じっくりと味わうように絵を眺め、そして頷いた。
「買おう。いくらだ」
執事はテーブルに置かれた、紙を一瞥して答える。
「1ゴールド以上の自由価格でごさいます」
「ふっ。私に価値を決めろとな。面白い」
ブツブツと言いながらも、公爵の持つペンは素早く走る。
そして一枚の細長い紙片を受け取った行政長官は、目を見開いた。
「こ、こんな大金、おやめください」
「渡りをつけろ。文通でも念話でもなんでもいいから、マーク・フォーヴィーと話がしたい」
「それだけのために、こんな大金を払うのですか?」
「そうだ。パトロンになってやろうと思う」
「パトロン……。騎士団に捜索させて、ここへ連行させたほうが早いのでは?」
「絵を見て分からんか」
「はい?」
「町を捨て、職を捨て、月夜の晩に、ヒポグリフと共に飛び立った男。意味するところは、そうだなあ。自由、いや、生き方だ」
「……はあ」
「しがらみから離れた男が、生き方を見つけたのだ。
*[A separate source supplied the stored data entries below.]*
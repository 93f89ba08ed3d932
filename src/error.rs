use thiserror::Error;
use actix_web::{ResponseError, HttpResponse, http::StatusCode};
use serde_json::json;
use tracing::error;

pub const QUOTA_MESSAGE: &str =
    "You have exhausted the number of queries allowed per day, try again tomorrow.";

#[derive(Error, Debug)]
pub enum AppError {
    #[error("Authentication error: {0}")]
    AuthError(#[from] AuthError),

    #[error("Token error: {0}")]
    TokenError(#[from] TokenError),

    #[error("Daily quota exhausted")]
    QuotaExceeded,

    #[error("Proxy error: {0}")]
    ProxyError(#[from] ProxyError),

    #[error("Database error: {0}")]
    DatabaseError(#[from] DatabaseError),

    #[error("Secret error: {0}")]
    SecretError(#[from] SecretError),

    #[error("Configuration error: {0}")]
    ConfigError(String),

    #[error("Internal server error: {0}")]
    InternalError(String),

    #[error("Validation error: {0}")]
    ValidationError(String),
}

impl AppError {
    /// Text that is safe to hand back to the client. Backend failures collapse
    /// into one generic message; the full cause only goes to the log.
    pub fn client_message(&self) -> String {
        match self {
            AppError::ValidationError(reason) => reason.clone(),
            AppError::AuthError(AuthError::InvalidCredentials) => "Wrong credentials. Try again".into(),
            AppError::AuthError(AuthError::Conflict) => "Account already exists".into(),
            AppError::TokenError(_) => "Invalid or expired token".into(),
            AppError::QuotaExceeded => QUOTA_MESSAGE.into(),
            _ => "Internal Server Error".into(),
        }
    }
}

impl From<config::ConfigError> for AppError {
    fn from(err: config::ConfigError) -> Self {
        AppError::ConfigError(err.to_string())
    }
}

impl From<sqlx::Error> for AppError {
    fn from(err: sqlx::Error) -> Self {
        AppError::DatabaseError(err.into())
    }
}

impl From<std::io::Error> for AppError {
    fn from(err: std::io::Error) -> Self {
        AppError::InternalError(err.to_string())
    }
}

impl From<serde_json::Error> for AppError {
    fn from(err: serde_json::Error) -> Self {
        AppError::InternalError(err.to_string())
    }
}

impl From<jsonwebtoken::errors::Error> for AppError {
    fn from(err: jsonwebtoken::errors::Error) -> Self {
        AppError::InternalError(format!("token encoding failed: {}", err))
    }
}

impl From<tokio::task::JoinError> for AppError {
    fn from(err: tokio::task::JoinError) -> Self {
        AppError::InternalError(format!("background task failed: {}", err))
    }
}

impl ResponseError for AppError {
    fn error_response(&self) -> HttpResponse {
        let status = self.status_code();
        if status.is_server_error() {
            error!("Request failed: {}", self);
        }
        HttpResponse::build(status).json(json!({
            "message": self.client_message()
        }))
    }

    fn status_code(&self) -> StatusCode {
        match self {
            AppError::AuthError(e) => match e {
                AuthError::InvalidCredentials => StatusCode::FORBIDDEN,
                AuthError::Conflict => StatusCode::CONFLICT,
            },
            AppError::TokenError(_) => StatusCode::UNAUTHORIZED,
            AppError::QuotaExceeded => StatusCode::UNAUTHORIZED,
            AppError::ValidationError(_) => StatusCode::BAD_REQUEST,
            _ => StatusCode::INTERNAL_SERVER_ERROR,
        }
    }
}

#[derive(Error, Debug, Clone, PartialEq, Eq)]
pub enum AuthError {
    #[error("Invalid credentials")]
    InvalidCredentials,

    #[error("Account already exists")]
    Conflict,
}

#[derive(Error, Debug, Clone, PartialEq, Eq)]
pub enum TokenError {
    #[error("Malformed token")]
    Malformed,

    #[error("Bad signature")]
    BadSignature,

    #[error("Token expired")]
    Expired,
}

#[derive(Error, Debug)]
pub enum ProxyError {
    #[error("API request failed: {0}")]
    RequestFailed(String),

    #[error("Invalid API key")]
    InvalidApiKey,

    #[error("API rate limited")]
    RateLimited,

    #[error("API response error: {0}")]
    ResponseError(String),

    #[error("Completion timed out")]
    Timeout,
}

impl From<reqwest::Error> for ProxyError {
    fn from(err: reqwest::Error) -> Self {
        if err.is_timeout() {
            ProxyError::Timeout
        } else if err.is_decode() {
            ProxyError::ResponseError(err.to_string())
        } else {
            ProxyError::RequestFailed(err.to_string())
        }
    }
}

#[derive(Error, Debug)]
pub enum DatabaseError {
    #[error("Store unavailable: {0}")]
    Unavailable(String),

    #[error("Store call timed out")]
    Timeout,

    #[error("Duplicate record")]
    Duplicate,
}

impl From<sqlx::Error> for DatabaseError {
    fn from(err: sqlx::Error) -> Self {
        match err {
            sqlx::Error::Database(ref db) if db.is_unique_violation() => DatabaseError::Duplicate,
            sqlx::Error::PoolTimedOut => DatabaseError::Timeout,
            _ => DatabaseError::Unavailable(err.to_string()),
        }
    }
}

#[derive(Error, Debug)]
pub enum SecretError {
    #[error("Secret unavailable: {0}")]
    Unavailable(String),

    #[error("Secret document invalid: {0}")]
    Invalid(String),

    #[error("Secret fetch timed out")]
    Timeout,
}
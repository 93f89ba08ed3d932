pub mod auth;
pub mod chat;
pub mod config;
pub mod db;
pub mod error;
pub mod proxy;
pub mod secrets;

use std::future::Future;
use std::sync::Arc;
use std::time::Duration;
use actix_web::HttpResponse;
use tracing::info;

pub use error::AppError;
pub type Result<T> = std::result::Result<T, AppError>;
pub use crate::config::Settings;

pub use auth::{AuthService, Claims, CredentialHasher, TokenCodec};
pub use chat::{ChatGateway, UsageGate};
pub use db::{Account, MemoryStore, PgStore, PromptRecord, PromptStore, UserStore};
pub use proxy::{CompletionProvider, GenerationParams, HttpCompletionProvider};
pub use secrets::{CachedSecretProvider, JsonFileSecretProvider, SecretProvider, StaticSecretProvider};

use crate::config::StorageBackend;

/// Health check endpoint handler
/// Returns a JSON response with server status and timestamp
pub async fn health_check() -> HttpResponse {
    HttpResponse::Ok().json(serde_json::json!({
        "status": "healthy",
        "timestamp": chrono::Utc::now().to_rfc3339()
    }))
}

/// Runs a backend call with an upper bound; `elapsed` is returned if it runs out.
pub(crate) async fn with_timeout<T, E, F>(limit: Duration, call: F, elapsed: E) -> std::result::Result<T, E>
where
    F: Future<Output = std::result::Result<T, E>>,
{
    tokio::time::timeout(limit, call).await.unwrap_or(Err(elapsed))
}

/// Application state shared across all workers
#[derive(Clone)]
pub struct AppState {
    pub config: Arc<Settings>,
    pub auth_service: Arc<AuthService>,
    pub chat_gateway: Arc<ChatGateway>,
}

impl AppState {
    /// Builds every backend named in `config`.
    pub async fn new(config: Settings) -> Result<Self> {
        let (users, prompts): (Arc<dyn UserStore>, Arc<dyn PromptStore>) = match config.storage.backend {
            StorageBackend::Memory => {
                info!("Using in-memory storage");
                let store = Arc::new(MemoryStore::new());
                let users: Arc<dyn UserStore> = store.clone();
                let prompts: Arc<dyn PromptStore> = store;
                (users, prompts)
            }
            StorageBackend::Postgres => {
                info!("Using PostgreSQL storage");
                let store = Arc::new(PgStore::connect_lazy(
                    &config.database.url,
                    config.database.max_connections,
                    config.timeouts.store(),
                )?);
                store.migrate().await?;
                let users: Arc<dyn UserStore> = store.clone();
                let prompts: Arc<dyn PromptStore> = store;
                (users, prompts)
            }
        };

        let base: Arc<dyn SecretProvider> = match &config.auth.secret_file {
            Some(path) => Arc::new(JsonFileSecretProvider::new(path)),
            None => Arc::new(StaticSecretProvider::new(config.auth.jwt_secret.clone())),
        };
        let secrets: Arc<dyn SecretProvider> = if config.auth.secret_cache_secs > 0 {
            Arc::new(CachedSecretProvider::new(
                base,
                Duration::from_secs(config.auth.secret_cache_secs),
            ))
        } else {
            base
        };

        let completion = Arc::new(HttpCompletionProvider::from_config(
            &config.completion,
            config.timeouts.completion(),
        )?);

        Ok(Self::from_parts(config, users, prompts, secrets, completion))
    }

    /// Wires the services over already-built collaborators.
    pub fn from_parts(
        config: Settings,
        users: Arc<dyn UserStore>,
        prompts: Arc<dyn PromptStore>,
        secrets: Arc<dyn SecretProvider>,
        completion: Arc<dyn CompletionProvider>,
    ) -> Self {
        let auth_service = Arc::new(AuthService::new(
            users,
            secrets,
            CredentialHasher::new(config.auth.hash_iterations),
            TokenCodec::new(config.auth.token_ttl_secs),
            config.timeouts.clone(),
        ));
        let usage = UsageGate::new(prompts, &config.quota, config.timeouts.store());
        let chat_gateway = Arc::new(ChatGateway::new(
            auth_service.clone(),
            usage,
            completion,
            GenerationParams::from(&config.completion),
            config.timeouts.completion(),
        ));

        Self {
            config: Arc::new(config),
            auth_service,
            chat_gateway,
        }
    }
}
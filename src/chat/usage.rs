use chrono::{NaiveDate, Utc};
use std::sync::Arc;
use std::time::Duration;
use tracing::warn;

use crate::config::QuotaConfig;
use crate::db::{PromptRecord, PromptStore};
use crate::error::DatabaseError;
use crate::{with_timeout, Result};

/// Per-user, per-UTC-day cap on chat completions.
pub struct UsageGate {
    prompts: Arc<dyn PromptStore>,
    daily_limit: u64,
    fail_open: bool,
    store_timeout: Duration,
}

impl UsageGate {
    pub fn new(prompts: Arc<dyn PromptStore>, quota: &QuotaConfig, store_timeout: Duration) -> Self {
        Self {
            prompts,
            daily_limit: quota.daily_limit,
            fail_open: quota.fail_open,
            store_timeout,
        }
    }

    pub async fn count_today(&self, email: &str) -> Result<u64> {
        self.count_on(email, Utc::now().date_naive()).await
    }

    /// With `fail_open`, a failed count reads as zero so the request proceeds.
    pub async fn count_on(&self, email: &str, date: NaiveDate) -> Result<u64> {
        let counted = with_timeout(
            self.store_timeout,
            self.prompts.count_by_email_and_date(email, date),
            DatabaseError::Timeout,
        )
        .await;

        match counted {
            Ok(count) => Ok(count),
            Err(e) if self.fail_open => {
                warn!("Usage count for {} failed, admitting request: {}", email, e);
                Ok(0)
            }
            Err(e) => Err(e.into()),
        }
    }

    pub fn allows(&self, used_today: u64) -> bool {
        used_today < self.daily_limit
    }

    pub async fn allow(&self, email: &str) -> Result<bool> {
        Ok(self.allows(self.count_today(email).await?))
    }

    /// Requests left after `queries` have been served today.
    pub fn balance(&self, queries: u64) -> u64 {
        self.daily_limit.saturating_sub(queries)
    }

    pub async fn record(&self, record: &PromptRecord) -> Result<()> {
        with_timeout(self.store_timeout, self.prompts.put(record), DatabaseError::Timeout).await?;
        Ok(())
    }
}
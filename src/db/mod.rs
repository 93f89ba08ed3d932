//! Persistence for accounts and prompt-usage records.
//!
//! Services only see the [`UserStore`] and [`PromptStore`] traits; the
//! in-memory and PostgreSQL backends are picked from configuration.

pub mod memory;
pub mod models;
pub mod operations;

use async_trait::async_trait;
use chrono::NaiveDate;
use crate::error::DatabaseError;

pub use memory::MemoryStore;
pub use models::{Account, PromptRecord};
pub use operations::PgStore;

#[async_trait]
pub trait UserStore: Send + Sync {
    /// Fails with [`DatabaseError::Duplicate`] if the email is already taken.
    async fn put(&self, account: &Account) -> Result<(), DatabaseError>;

    async fn get_by_email(&self, email: &str) -> Result<Option<Account>, DatabaseError>;
}

#[async_trait]
pub trait PromptStore: Send + Sync {
    async fn put(&self, record: &PromptRecord) -> Result<(), DatabaseError>;

    /// Number of records for `email` whose `created_at` falls on `date` (UTC).
    async fn count_by_email_and_date(&self, email: &str, date: NaiveDate) -> Result<u64, DatabaseError>;
}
もういじめてやるな」
「……はい。それでは、接触する方法を検討してみます」
公爵はグラスを口に当て、顔をしかめた。
「足りないな」
「かしこまり――」
「ああ、お前はそこにいろ。絵をよく見たいから、別の者に持ってこさせろ」
公爵は、運ばれたワインを飲み干すまで、その絵を眺め続けた。
そして眠そうな目をこすりながら、ボソリと呟いた。
「他の絵がつまらなく思えるな」
◇◇◇
マーク・B・フォーヴィーの絵が、バーバトン公爵に買われてから、50年経つ今、フォーヴィー氏にまつわる書籍は数多ある。
齢90歳までの彼の生涯や、彼とヒポグリフの関係についてはもちろん、彼の私生活や家族関係についても根こそぎ暴かれた。